Dataset entries
"""
#[cfg(test)]
mod tests {
    use super::*;
    use crate::position::sample::SourceTag;

    fn fix(accuracy: f64, ts: i64) -> RawFix {
        RawFix::new(120.9513, 14.3478, accuracy).at(ts)
    }

    #[test]
    fn test_starts_in_high_accuracy() {
        let scheduler = AcquisitionScheduler::new(SchedulerConfig::default());
        assert_eq!(scheduler.state(), SchedulerState::HighAccuracy);
        assert_eq!(scheduler.consecutive_failures(), 0);
        assert!(!scheduler.default_emitted());
    }

    #[test]
    fn test_precise_fix_switches_to_low_power() {
        let mut scheduler = AcquisitionScheduler::new(SchedulerConfig::default());

        let first = scheduler.on_fix(&fix(20.0, 1_000), 0).unwrap();
        match first {
            FixOutcome::Applied { sample, switch_to } => {
                assert_eq!(sample.source, SourceTag::Precise);
                assert_eq!(switch_to, None);
            }
            other => panic!("unexpected outcome: {:?}", other),
        }
        assert_eq!(scheduler.state(), SchedulerState::HighAccuracy);

        let second = scheduler.on_fix(&fix(10.0, 2_000), 0).unwrap();
        assert!(matches!(
            second,
            FixOutcome::Applied {
                switch_to: Some(AcquisitionMode::LowPower),
                ..
            }
        ));
        assert_eq!(scheduler.state(), SchedulerState::LowPower);
    }

    #[test]
    fn test_threshold_is_strict() {
        let mut scheduler = AcquisitionScheduler::new(SchedulerConfig::default());
        scheduler.on_fix(&fix(15.0, 1_000), 0).unwrap();
        assert_eq!(scheduler.state(), SchedulerState::HighAccuracy);
    }

    #[test]
    fn test_low_power_fixes_are_coarse_and_stay() {
        let mut scheduler = AcquisitionScheduler::new(SchedulerConfig::default());
        scheduler.on_fix(&fix(5.0, 1_000), 0).unwrap();

        let outcome = scheduler.on_fix(&fix(3.0, 2_000), 0).unwrap();
        match outcome {
            FixOutcome::Applied { sample, switch_to } => {
                assert_eq!(sample.source, SourceTag::Coarse);
                assert_eq!(switch_to, None);
            }
            other => panic!("unexpected outcome: {:?}", other),
        }
        assert_eq!(scheduler.state(), SchedulerState::LowPower);
    }

    #[test]
    fn test_two_failures_emit_exactly_one_default() {
        let mut scheduler = AcquisitionScheduler::new(SchedulerConfig::default());

        let first = scheduler
            .on_failure(AcquisitionError::Timeout, 5_000)
            .unwrap();
        assert_eq!(first.retry_mode, AcquisitionMode::LowPower);
        assert_eq!(first.retry_delay, Duration::ZERO);
        assert!(first.default_sample.is_none());
        assert_eq!(scheduler.state(), SchedulerState::LowPower);

        let second = scheduler
            .on_failure(AcquisitionError::Timeout, 6_000)
            .unwrap();
        let default = second.default_sample.expect("default sample");
        assert_eq!(default.source, SourceTag::Default);
        assert_eq!(default.coordinate(), DEFAULT_FALLBACK_POSITION);
        assert_eq!(default.accuracy_meters, UNKNOWN_ACCURACY_METERS);
        assert_eq!(default.timestamp_millis, 6_000);

        let third = scheduler
            .on_failure(AcquisitionError::PositionUnavailable, 7_000)
            .unwrap();
        assert!(third.default_sample.is_none());
        assert_eq!(scheduler.consecutive_failures(), 3);
    }

    #[test]
    fn test_default_latch_survives_recovery() {
        let mut scheduler = AcquisitionScheduler::new(SchedulerConfig::default());
        scheduler.on_failure(AcquisitionError::PermissionDenied, 0);
        assert!(scheduler
            .on_failure(AcquisitionError::Timeout, 0)
            .unwrap()
            .default_sample
            .is_some());

        scheduler.on_fix(&fix(40.0, 1_000), 0).unwrap();
        assert_eq!(scheduler.consecutive_failures(), 0);

        let again = scheduler.on_failure(AcquisitionError::Timeout, 0).unwrap();
        assert!(again.default_sample.is_none());
    }

    #[test]
    fn test_low_power_backoff_is_capped() {
        let config = SchedulerConfig {
            retry_base_delay: Duration::from_secs(1),
            retry_max_delay: Duration::from_secs(8),
            ..Default::default()
        };
        let mut scheduler = AcquisitionScheduler::new(config);
        scheduler.on_failure(AcquisitionError::Timeout, 0);

        let delays: Vec<Duration> = (0..6)
            .map(|_| {
                scheduler
                    .on_failure(AcquisitionError::Timeout, 0)
                    .unwrap()
                    .retry_delay
            })
            .collect();
        let secs: Vec<u64> = delays.iter().map(|d| d.as_secs()).collect();
        assert_eq!(secs, vec![1, 2, 4, 8, 8, 8]);
    }

    #[test]
    fn test_stale_fix_is_discarded() {
        let mut scheduler = AcquisitionScheduler::new(SchedulerConfig::default());
        scheduler.on_fix(&fix(30.0, 5_000), 0).unwrap();

        let outcome = scheduler.on_fix(&fix(30.0, 4_000), 0).unwrap();
        assert_eq!(
            outcome,
            FixOutcome::Stale {
                timestamp_millis: 4_000,
                last_applied_millis: 5_000,
            }
        );

        // Equal timestamps are still applied
        assert!(matches!(
            scheduler.on_fix(&fix(30.0, 5_000), 0).unwrap(),
            FixOutcome::Applied { .. }
        ));
    }

    #[test]
    fn test_invalid_fix_leaves_state_unchanged() {
        let mut scheduler = AcquisitionScheduler::new(SchedulerConfig::default());
        let err = scheduler.on_fix(&RawFix::default(), 0).unwrap_err();
        assert_eq!(err, AdapterError::MissingCoordinates);
        assert_eq!(scheduler.state(), SchedulerState::HighAccuracy);
    }

    #[test]
    fn test_stopped_ignores_events() {
        let mut scheduler = AcquisitionScheduler::new(SchedulerConfig::default());
        scheduler.stop();
        scheduler.stop();

        assert_eq!(scheduler.state(), SchedulerState::Stopped);
        assert_eq!(scheduler.on_fix(&fix(5.0, 1_000), 0).unwrap(), FixOutcome::Ignored);
        assert!(scheduler.on_failure(AcquisitionError::Timeout, 0).is_none());
        assert!(!scheduler.default_emitted());
    }

    #[test]
    fn test_calculate_backoff() {
        let base = Duration::from_millis(500);
        let max = Duration::from_secs(60);
        assert_eq!(calculate_backoff(1, base, max), Duration::from_millis(500));
        assert_eq!(calculate_backoff(2, base, max), Duration::from_secs(1));
        assert_eq!(calculate_backoff(4, base, max), Duration::from_secs(4));
        assert_eq!(calculate_backoff(30, base, max), max);
    }
}
//! HTTP client abstraction for testability.
//!
//! Routing services and the destination backend are reached through
//! [`AsyncHttpClient`], so tests can substitute a scripted client for the
//! network.

use std::future::Future;
use std::time::Duration;

use thiserror::Error;
use tracing::{debug, trace, warn};

/// User-Agent sent with every request. The public OSRM server asks clients
/// to identify themselves.
const USER_AGENT: &str = concat!("villagenav/", env!("CARGO_PKG_VERSION"));

/// Errors from an HTTP exchange.
#[derive(Debug, Clone, PartialEq, Eq, Error)]
pub enum HttpError {
    /// The request could not be sent or the connection failed.
    #[error("Request failed: {0}")]
    Transport(String),

    /// The server answered with a non-success status.
    #[error("HTTP {status} from {url}")]
    Status { status: u16, url: String },

    /// The response body could not be read.
    #[error("Failed to read response: {0}")]
    Body(String),
}

/// Trait for asynchronous HTTP client operations.
pub trait AsyncHttpClient: Send + Sync {
    /// Performs an async HTTP GET request.
    fn get(&self, url: &str) -> impl Future<Output = Result<Vec<u8>, HttpError>> + Send;

    /// Performs an async HTTP GET request with custom headers.
    ///
    /// # Arguments
    ///
    /// * `url` - The URL to request
    /// * `headers` - Slice of (header_name, header_value) tuples
    fn get_with_headers(
        &self,
        url: &str,
        headers: &[(&str, &str)],
    ) -> impl Future<Output = Result<Vec<u8>, HttpError>> + Send;
}

/// Async HTTP client implementation using reqwest.
#[derive(Clone)]
pub struct AsyncReqwestClient {
    client: reqwest::Client,
}

impl AsyncReqwestClient {
    /// Creates a client with a 30 second overall timeout.
    ///
    /// Callers bound individual attempts more tightly where needed.
    pub fn new() -> Result<Self, HttpError> {
        Self::with_timeout(Duration::from_secs(30))
    }

    /// Creates a client with a custom overall timeout.
    pub fn with_timeout(timeout: Duration) -> Result<Self, HttpError> {
        let client = reqwest::Client::builder()
            .timeout(timeout)
            .user_agent(USER_AGENT)
            .pool_idle_timeout(Duration::from_secs(90))
            .tcp_nodelay(true)
            .build()
            .map_err(|e| HttpError::Transport(format!("Failed to create HTTP client: {}", e)))?;

        Ok(Self { client })
    }
}

impl AsyncHttpClient for AsyncReqwestClient {
    async fn get(&self, url: &str) -> Result<Vec<u8>, HttpError> {
        self.get_with_headers(url, &[]).await
    }

    async fn get_with_headers(
        &self,
        url: &str,
        headers: &[(&str, &str)],
    ) -> Result<Vec<u8>, HttpError> {
        trace!(url = url, "HTTP GET request starting");

        let mut request = self.client.get(url);
        for (name, value) in headers {
            request = request.header(*name, *value);
        }

        let response = match request.send().await {
            Ok(resp) => {
                debug!(
                    url = url,
                    status = resp.status().as_u16(),
                    "HTTP response received"
                );
                resp
            }
            Err(e) => {
                warn!(
                    url = url,
                    error = %e,
                    is_connect = e.is_connect(),
                    is_timeout = e.is_timeout(),
                    "HTTP request failed"
                );
                return Err(HttpError::Transport(e.to_string()));
            }
        };

        if !response.status().is_success() {
            return Err(HttpError::Status {
                status: response.status().as_u16(),
                url: url.to_string(),
            });
        }

        match response.bytes().await {
            Ok(bytes) => {
                trace!(url = url, bytes = bytes.len(), "HTTP response body read");
                Ok(bytes.to_vec())
            }
            Err(e) => {
                warn!(url = url, error = %e, "Failed to read response body");
                Err(HttpError::Body(e.to_string()))
            }
        }
    }
}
"""
Work to complete: Select and copy every line from the records that includes the word "trace".

Your solution:
use tracing::{debug, trace, warn};
        trace!(url = url, "HTTP GET request starting");
                trace!(url = url, bytes = bytes.len(), "HTTP response body read");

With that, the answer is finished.